También en materia de derecho a la información, el proyecto plantea la eliminación del Título V de la Ley de Servicios de Comunicación Audiovisual que establece un gravamen que deben pagar los titulares de los servicios de comunicación audiovisual sobre su facturación. Esos fondos están destinados al financiamiento de: Radio y Televisión Argentina, FOMECA, INCAA y Defensoría del Público, entre otros. Se pretende eliminar un gravamen cuya distribución permite garantizar la diversidad, el pluralismo y su carácter federal, en un sistema de medios hiperconcentrado.

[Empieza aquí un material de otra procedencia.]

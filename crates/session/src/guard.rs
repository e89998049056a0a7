//! Authenticated-request checkpoint.

use crate::refresher::TokenRefresher;
use std::sync::Arc;
use veriwork_types::{Credential, VeriworkError, error::Result};

/// The single checkpoint every authenticated call path passes through before
/// constructing its outgoing request.
///
/// A thin contract-enforcing façade over [`TokenRefresher`]: it performs no
/// caching of its own, only guaranteeing that a failure surfaces as a typed
/// session-expiry error (status 401, code `session_expired`).
pub struct AuthorizedRequestGuard {
    refresher: Arc<TokenRefresher>,
}

impl AuthorizedRequestGuard {
    pub fn new(refresher: Arc<TokenRefresher>) -> Self {
        Self { refresher }
    }

    /// Returns a usable credential, or fails fast with a session-expiry
    /// error carrying `message` when one is supplied.
    ///
    /// # Errors
    ///
    /// Returns [`VeriworkError::SessionExpired`] when no valid credential is
    /// obtainable.
    pub async fn require_token(&self, message: Option<&str>) -> Result<Credential> {
        self.refresher.ensure_valid().await.map_err(|err| match err {
            VeriworkError::SessionExpired { message: standard } => VeriworkError::SessionExpired {
                message: message.map_or(standard, str::to_string),
            },
            other => other,
        })
    }
}

#[cfg(test)]
mod tests {
    use super::*;
    use async_trait::async_trait;
    use veriwork_store::MemoryTokenStore;
    use veriwork_types::{
        DEFAULT_SESSION_EXPIRED_MESSAGE, SESSION_EXPIRED_CODE, TokenRenewer, TokenStore,
    };

    struct NoRenewal;

    #[async_trait]
    impl TokenRenewer for NoRenewal {
        async fn renew(&self) -> Result<Credential> {
            Err(VeriworkError::Http("no renewal path".into()))
        }
    }

    fn guard_with(store: Arc<MemoryTokenStore>) -> AuthorizedRequestGuard {
        let refresher = TokenRefresher::new(store as Arc<dyn TokenStore>, Arc::new(NoRenewal));
        AuthorizedRequestGuard::new(Arc::new(refresher))
    }

    #[tokio::test]
    async fn test_passes_through_valid_credential() {
        let store = Arc::new(MemoryTokenStore::new());
        store.set(Credential::expiring_in("tok", 3600));
        let guard = guard_with(Arc::clone(&store));

        let got = guard.require_token(None).await.unwrap();
        assert_eq!(got.value, "tok");
    }

    #[tokio::test]
    async fn test_default_message_status_and_code() {
        let guard = guard_with(Arc::new(MemoryTokenStore::new()));

        let err = guard.require_token(None).await.unwrap_err();
        assert_eq!(err.to_string(), DEFAULT_SESSION_EXPIRED_MESSAGE);
        assert_eq!(err.http_status(), Some(401));
        assert_eq!(err.code(), Some(SESSION_EXPIRED_CODE));
    }

    #[tokio::test]
    async fn test_caller_message_overrides_default() {
        let guard = guard_with(Arc::new(MemoryTokenStore::new()));

        let err = guard
            .require_token(Some("Sign in to open this record."))
            .await
            .unwrap_err();
        assert_eq!(err.to_string(), "Sign in to open this record.");
        assert_eq!(err.code(), Some(SESSION_EXPIRED_CODE));
    }
}
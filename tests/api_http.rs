// tests/api_http.rs
//
// HTTP-level tests for the public API Router without opening sockets.
// We exercise the router directly via tower::ServiceExt::oneshot; the job
// boards behind it are wiremock servers.
//
// Covered:
// - GET /health
// - POST /jobs (validation, records, archive switch)
// - POST /jobs/daily
// - GET /metrics (absent unless a handle is attached)

use axum::{
    body::{self, Body},
    http::{Request, StatusCode},
    Router,
};
use chrono::NaiveDate;
use job_harvester::ingest::types::FixedClock;
use job_harvester::{router, AppState, Harvester, HarvesterConfig, JobRecord, QueryParams};
use metrics_exporter_prometheus::PrometheusBuilder;
use serde_json::{json, Value};
use std::path::Path;
use std::sync::Arc;
use tower::ServiceExt as _; // for `oneshot`
use wiremock::matchers::{method, path};
use wiremock::{Mock, MockServer, ResponseTemplate};

const BODY_LIMIT: usize = 1024 * 1024;
const GUPY_JSON: &str = include_str!("fixtures/gupy_jobs.json");

async fn boards() -> MockServer {
    let server = MockServer::start().await;
    Mock::given(method("GET"))
        .and(path("/gupy"))
        .respond_with(
            ResponseTemplate::new(200)
                .set_body_json(serde_json::from_str::<Value>(GUPY_JSON).unwrap()),
        )
        .mount(&server)
        .await;
    Mock::given(method("GET"))
        .and(path("/solides"))
        .respond_with(ResponseTemplate::new(200).set_body_json(json!({ "data": { "data": [] } })))
        .mount(&server)
        .await;
    server
}

fn harvester(server: &MockServer, root: &Path) -> Harvester {
    let cfg = HarvesterConfig {
        gupy_url: format!("{}/gupy", server.uri()),
        solides_url: format!("{}/solides", server.uri()),
        output_dir: root.join("Found jobs"),
        daily_dir: root.to_path_buf(),
        daily: vec![QueryParams::new("python").workplace("remote").today_only(true)],
        ..Default::default()
    };
    Harvester::from_config(cfg)
        .expect("harvester")
        .with_clock(Arc::new(FixedClock(NaiveDate::from_ymd_opt(2024, 5, 2).unwrap())))
}

fn test_router(server: &MockServer, root: &Path) -> Router {
    router(AppState::new(harvester(server, root)))
}

fn post_json(uri: &str, payload: Value) -> Request<Body> {
    Request::builder()
        .method("POST")
        .uri(uri)
        .header("content-type", "application/json")
        .body(Body::from(payload.to_string()))
        .expect("build POST")
}

async fn body_bytes(resp: axum::response::Response) -> Vec<u8> {
    body::to_bytes(resp.into_body(), BODY_LIMIT)
        .await
        .expect("read body")
        .to_vec()
}

#[tokio::test]
async fn api_health_returns_200_and_ok_body() {
    let server = boards().await;
    let tmp = tempfile::tempdir().unwrap();
    let app = test_router(&server, tmp.path());

    let req = Request::builder()
        .uri("/health")
        .body(Body::empty())
        .expect("build GET /health");
    let resp = app.oneshot(req).await.expect("oneshot /health");
    assert_eq!(resp.status(), StatusCode::OK);
    let body = String::from_utf8(body_bytes(resp).await).expect("utf8");
    assert_eq!(body.trim(), "OK");
}

#[tokio::test]
async fn api_jobs_rejects_blank_titles() {
    let server = boards().await;
    let tmp = tempfile::tempdir().unwrap();
    let app = test_router(&server, tmp.path());

    let resp = app
        .oneshot(post_json("/jobs", json!({ "titles": ["", "   "] })))
        .await
        .expect("oneshot /jobs");
    assert_eq!(resp.status(), StatusCode::BAD_REQUEST);
}

#[tokio::test]
async fn api_jobs_returns_merged_records_without_archiving() {
    let server = boards().await;
    let tmp = tempfile::tempdir().unwrap();
    let app = test_router(&server, tmp.path());

    let resp = app
        .oneshot(post_json(
            "/jobs",
            json!({ "titles": ["python"], "todayOnly": true, "archive": false }),
        ))
        .await
        .expect("oneshot /jobs");
    assert_eq!(resp.status(), StatusCode::OK);

    let records: Vec<JobRecord> = serde_json::from_slice(&body_bytes(resp).await).expect("json");
    // Three query variants, one fresh Gupy posting each; Solides is empty.
    assert_eq!(records.len(), 3);
    assert!(records
        .iter()
        .all(|r| r.published_date.as_deref() == Some("2024-05-02")));
    assert!(!tmp.path().join("Found jobs").exists());
}

#[tokio::test]
async fn api_jobs_archives_by_default() {
    let server = boards().await;
    let tmp = tempfile::tempdir().unwrap();
    let app = test_router(&server, tmp.path());

    let resp = app
        .oneshot(post_json("/jobs", json!({ "titles": ["python"] })))
        .await
        .expect("oneshot /jobs");
    assert_eq!(resp.status(), StatusCode::OK);

    let records: Vec<Value> = serde_json::from_slice(&body_bytes(resp).await).expect("json");
    assert_eq!(records.len(), 6);
    assert!(records[0].get("organizationName").is_some());
    assert!(tmp
        .path()
        .join("Found jobs/Gupy/2024-04-28/gupy_python_2024-04-28.csv")
        .exists());
}

#[tokio::test]
async fn api_daily_returns_summary() {
    let server = boards().await;
    let tmp = tempfile::tempdir().unwrap();
    let app = test_router(&server, tmp.path());

    let resp = app
        .oneshot(post_json("/jobs/daily", json!({})))
        .await
        .expect("oneshot /jobs/daily");
    assert_eq!(resp.status(), StatusCode::OK);

    let summary: Value = serde_json::from_slice(&body_bytes(resp).await).expect("json");
    assert_eq!(summary["queries"], 1);
    assert_eq!(summary["saved"]["gupy"], 1);
    assert_eq!(summary["no_results"], 1);
    assert!(tmp.path().join("gupy_2024-05-02.csv").exists());
}

#[tokio::test]
async fn api_metrics_route_needs_a_handle() {
    let server = boards().await;
    let tmp = tempfile::tempdir().unwrap();

    let req = || {
        Request::builder()
            .uri("/metrics")
            .body(Body::empty())
            .expect("build GET /metrics")
    };

    let bare = test_router(&server, tmp.path());
    let resp = bare.oneshot(req()).await.expect("oneshot /metrics");
    assert_eq!(resp.status(), StatusCode::NOT_FOUND);

    // Recorder built but not installed globally, so tests stay independent.
    let handle = PrometheusBuilder::new().build_recorder().handle();
    let app = router(AppState::new(harvester(&server, tmp.path())).with_metrics(handle));
    let resp = app.oneshot(req()).await.expect("oneshot /metrics");
    assert_eq!(resp.status(), StatusCode::OK);
}
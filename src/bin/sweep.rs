//! One-shot trigger: run a fan-out sweep (or the daily sweep) and print JSON.
//!
//! ```text
//! harvest-sweep [--today] [--no-archive] <title>...
//! harvest-sweep --daily
//! ```

use anyhow::{bail, Context, Result};
use job_harvester::{Harvester, HarvesterConfig, RunOptions};

#[tokio::main]
async fn main() -> Result<()> {
    let _ = dotenvy::dotenv();
    job_harvester::init_tracing();

    let mut options = RunOptions::archival();
    let mut daily = false;
    let mut titles = Vec::new();
    for arg in std::env::args().skip(1) {
        match arg.as_str() {
            "--today" => options.today_only = true,
            "--no-archive" => options.archive = false,
            "--daily" => daily = true,
            flag if flag.starts_with("--") => bail!("unknown flag {flag}"),
            title => titles.push(title.to_string()),
        }
    }

    let cfg = HarvesterConfig::load_default().context("loading harvester config")?;
    let harvester = Harvester::from_config(cfg)?;

    let out = if daily {
        serde_json::to_string_pretty(&harvester.run_daily().await)?
    } else {
        if titles.is_empty() {
            bail!("usage: harvest-sweep [--today] [--no-archive] <title>... | --daily");
        }
        serde_json::to_string_pretty(&harvester.run_all(&titles, options).await)?
    };
    println!("{out}");
    Ok(())
}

Rechazamos, además, las modificaciones en materia de derechos individuales y colectivos del trabajo. Lejos de ser una “modernización” para adaptar normas laborales a las nuevas tecnologías y formas de organización del trabajo, el proyecto es -como fue en la última dictadura cívico-militar, en los 90 y principios del 2000- un retroceso de décadas que reduce a la mínima expresión los principios que protegen al trabajador frente a la desigualdad estructural que tiene frente a su empleador. Su objetivo no es generar empleo -que se destruye por la política económica del gobierno- sino facilitar y abaratar despidos y promover contratos “basura”, como sucede con los trabajadores de plataformas.
Se busca debilitar a las y los trabajadores en la negociación colectiva, eliminar la ultraactividad de los convenios y el derecho de huelga, estableciendo “servicios mínimos” para prácticamente la totalidad de actividades, incluyendo servicios de radio y televisión, lo que contraría toda la normativa y los estándares internacionales en la materia. El proyecto profundiza, además, la crisis del sistema de salud solidario al atacar el financiamiento de las obras sociales como parte de la estrategia para destruir a los sindicatos y luego ir por los derechos individuales de todos y todas. El proyecto llega al extremo de pretender utilizar nuestros aportes para jubilaciones y salud para pagar los despidos.
Convocamos, por lo dicho, a todos los trabajadores y las trabajadoras de prensa y a quienes defienden los valores democráticos, la libertad de expresión y los derechos laborales y sociales, a movilizarse en todo el país en rechazo a este proyecto precarizador y en pos de un debate para fortalecer y ampliar derechos con justicia social.